How to Connect to SQL Server and Query Data Using Python and Pandas

Problem:

If you want to perform extra operations, such as describe, analyze, and visualize your data stored in SQL, you need an extra tool. If you have the flexibility or requirement to not use Power BI, you can resort to scripting.

Solution:

In this tutorial, we will examine the scenario where you want to read SQL data, parse it directly into a dataframe, and perform data analysis on it. When connecting to an analytical data store, this process will enable you to extract insights directly from your database, without having to export or sync the data to another system.

Getting Started

If you haven’t already, please read my tip on “How to Get Started Using Python Using Anaconda and VS Code”. Then, open VS Code in your working directory. Create a new file with the .ipynb extension. Next, open your file by double-clicking on it and select a kernel. You will get a list of all your conda environments and any default interpreters (if installed). You can pick an existing one or create one from the conda interface or terminal prior.
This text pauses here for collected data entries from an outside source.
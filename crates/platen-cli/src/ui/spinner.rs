//! Spinner for tasks without known duration, such as a generator run.

use indicatif::{ProgressBar, ProgressStyle};
use owo_colors::Style;
use std::time::Duration;

/// Simple spinner for tasks without known duration.
///
/// Falls back to plain status lines when stderr is not a terminal or when
/// running in CI, so logs stay readable.
///
/// ```no_run
/// use platen_cli::ui::Spinner;
///
/// let spinner = Spinner::new("Running pelican...");
/// spinner.finish("Site generated");
/// ```
pub struct Spinner {
    pb: ProgressBar,
}

impl Spinner {
    /// Create and start a new spinner.
    pub fn new(message: &str) -> Self {
        let pb = if super::is_interactive() {
            let pb = ProgressBar::new_spinner();
            if let Ok(style) = ProgressStyle::default_spinner().template("{spinner:.cyan} {msg}") {
                pb.set_style(style.tick_strings(&["◐", "◓", "◑", "◒", "●"]));
            }
            pb.enable_steady_tick(Duration::from_millis(100));
            pb
        } else {
            ProgressBar::hidden()
        };
        pb.set_message(message.to_string());

        Self { pb }
    }

    /// Update spinner message while it's running.
    pub fn set_message(&self, message: &str) {
        self.pb.set_message(message.to_string());
    }

    /// Finish spinner with a green checkmark.
    pub fn finish(&self, message: &str) {
        if self.pb.is_hidden() {
            super::success(message);
        } else {
            self.pb
                .finish_with_message(format!("{} {}", super::paint("✓", Style::new().green()), message));
        }
    }

    /// Finish spinner with a red X.
    pub fn fail(&self, message: &str) {
        if self.pb.is_hidden() {
            super::error(message);
        } else {
            self.pb
                .finish_with_message(format!("{} {}", super::paint("✗", Style::new().red()), message));
        }
    }
}
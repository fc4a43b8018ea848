//! Typewriter collection pipeline.
//!
//! Turns the collection spreadsheet (`content/typewriters.csv`) into the two
//! artifacts the site consumes:
//!
//! - [`projection`] - a JSON array of normalized records read by page templates
//! - [`pages`] - one Markdown page per fully identified machine (brand, model, serial)
//!
//! Both stages share the same CSV reader in [`record`], which trims headers,
//! maps blank and sentinel cells (`nan`, `none`, empty) to absent values, and
//! infers numeric columns the way a spreadsheet export expects.
//!
//! # Example
//!
//! ```rust,no_run
//! use platen_collection::{project, ProjectionOutcome};
//! use std::path::Path;
//!
//! let outcome = project(
//!     Path::new("content/typewriters.csv"),
//!     Path::new("content/extra/typewriters.json"),
//! )?;
//! if let ProjectionOutcome::Written { records, .. } = outcome {
//!     println!("projected {records} typewriters");
//! }
//! # Ok::<(), platen_collection::CollectionError>(())
//! ```

pub mod error;
pub mod pages;
pub mod projection;
pub mod record;
pub mod slug;

pub use error::{CollectionError, Result};
pub use pages::{PageGenerator, PagesReport};
pub use projection::{project, ProjectionOutcome};
pub use record::{read_records, Record};
pub use slug::slugify;

/// Column holding the manufacturer name.
pub const BRAND_COLUMN: &str = "Typewriter Brand";

/// Column holding the model name.
pub const MODEL_COLUMN: &str = "Model";

/// Column holding the serial number.
pub const SERIAL_COLUMN: &str = "Serial No";
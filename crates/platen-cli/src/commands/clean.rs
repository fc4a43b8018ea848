//! Clean command implementation.

use crate::commands::utils::Workspace;
use crate::dev::CleanOutcome;
use crate::error::Result;
use crate::ui;

/// Remove the output directory. An absent directory is not an error.
pub async fn execute(workspace: &Workspace) -> Result<()> {
    ui::banner("clean");

    let builder = workspace.builder();
    match builder.clean().await {
        Ok(outcome) => {
            report(outcome, workspace);
            Ok(())
        }
        Err(e) => {
            ui::error(&format!("Could not remove {}", workspace.display_output()));
            Err(e)
        }
    }
}

pub(crate) fn report(outcome: CleanOutcome, workspace: &Workspace) {
    match outcome {
        CleanOutcome::Removed => ui::success(&format!("Removed {}", workspace.display_output())),
        CleanOutcome::Absent => ui::success(&format!(
            "Nothing to clean ({} does not exist)",
            workspace.display_output()
        )),
    }
}
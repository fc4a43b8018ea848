//! Shared utilities for command implementations.
//!
//! - Path resolution
//! - Project root detection (nearest `platen.config.json`)
//! - Loading the [`Workspace`] every command operates on

use crate::config::{CONFIG_FILE_NAME, ConfigOverrides, PlatenConfig, SitePaths};
use crate::dev::{CommandGenerator, SiteBuilder};
use crate::error::{CliError, Result};
use std::path::{Path, PathBuf};
use std::sync::Arc;

/// Resolve a path relative to a working directory.
///
/// If the path is absolute, returns it unchanged. Otherwise, joins it with
/// the working directory.
pub fn resolve_path(path: &Path, cwd: &Path) -> PathBuf {
    if path.is_absolute() {
        path.to_path_buf()
    } else {
        cwd.join(path)
    }
}

/// Get the current working directory.
pub fn get_cwd() -> Result<PathBuf> {
    std::env::current_dir().map_err(|e| {
        CliError::Io(std::io::Error::new(
            e.kind(),
            format!("Failed to get current directory: {}", e),
        ))
    })
}

/// Walks up the directory tree to find the nearest `platen.config.json`.
///
/// Returns the directory containing it, or `None` at the filesystem root.
pub fn find_config_root(start_dir: &Path) -> Option<PathBuf> {
    start_dir
        .ancestors()
        .find(|dir| dir.join(CONFIG_FILE_NAME).is_file())
        .map(Path::to_path_buf)
}

/// Resolves the project root directory.
///
/// 1. Explicit `--root` flag
/// 2. Nearest directory with a `platen.config.json`, walking up from cwd
/// 3. The current directory
pub fn resolve_project_root(explicit_root: Option<&Path>) -> Result<PathBuf> {
    let cwd = get_cwd()?;

    if let Some(root) = explicit_root {
        let absolute = resolve_path(root, &cwd);
        if !absolute.is_dir() {
            return Err(CliError::InvalidArgument(format!(
                "Specified --root is not a directory: {}",
                absolute.display()
            )));
        }
        return Ok(absolute);
    }

    if let Some(root) = find_config_root(&cwd) {
        if root != cwd {
            tracing::debug!(root = %root.display(), "using project root from config file");
        }
        return Ok(root);
    }

    Ok(cwd)
}

/// Everything a command needs: the loaded config and its resolved paths.
#[derive(Debug, Clone)]
pub struct Workspace {
    pub config: PlatenConfig,
    pub paths: SitePaths,
}

impl Workspace {
    /// Resolve the project root and load its configuration.
    pub fn load(
        explicit_root: Option<&Path>,
        config_path: Option<&Path>,
        overrides: &ConfigOverrides,
    ) -> Result<Self> {
        let root = resolve_project_root(explicit_root)?;
        let config = PlatenConfig::load(&root, config_path, overrides)?;
        let paths = config.paths(&root);
        Ok(Self { config, paths })
    }

    /// Builder driving the configured generator command.
    pub fn builder(&self) -> Arc<SiteBuilder> {
        let generator = CommandGenerator::from_command_line(&self.config.generator);
        Arc::new(SiteBuilder::new(self.paths.clone(), Arc::new(generator)))
    }

    /// Output directory relative to the root, for display.
    pub fn display_output(&self) -> String {
        self.display_path(&self.paths.output_dir)
    }

    /// A path relative to the project root when it lives inside it.
    pub fn display_path(&self, path: &Path) -> String {
        path.strip_prefix(&self.paths.root)
            .unwrap_or(path)
            .display()
            .to_string()
    }
}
Assuming you do not have sqlalchemy installed, run the following command in the terminal of your target environment:

pip install SQLAlchemy

Repeat the same for the pandas package:

pip install pandas

Establishing a Connection

Having set up our development environment, we are ready to connect to our local SQL server. First, import the packages needed:

import pandas as pd
from sqlalchemy import create_engine

Next, we must establish a connection to our server. This is what a connection string for the local database looks like with inferred credentials (or the trusted connection under pyodbc):

engine = create_engine(
    'mssql+pyodbc://'
    '@./AdventureWorks2019?' # username:pwd@server:port/database
    'driver=ODBC+Driver+17+for+SQL+Server'
    )

Let us break it down:

On line 2, the keywords are passed to the connection string.
On line 3, you have the credentials, server, and database in the format username:pwd@server:port/database. Here, both username and password are omitted as we are connecting to the local server. The server itself is denoted by “.” (dot) for localhost. The port is the default. In case you must specify a port and you don’t know it, check this helpful tip: “Identify SQL Server TCP IP port being used”.
On line 4, we have the driver argument, which you may recognize from a previous tip on how to connect to SQL server via the pyodbc module alone.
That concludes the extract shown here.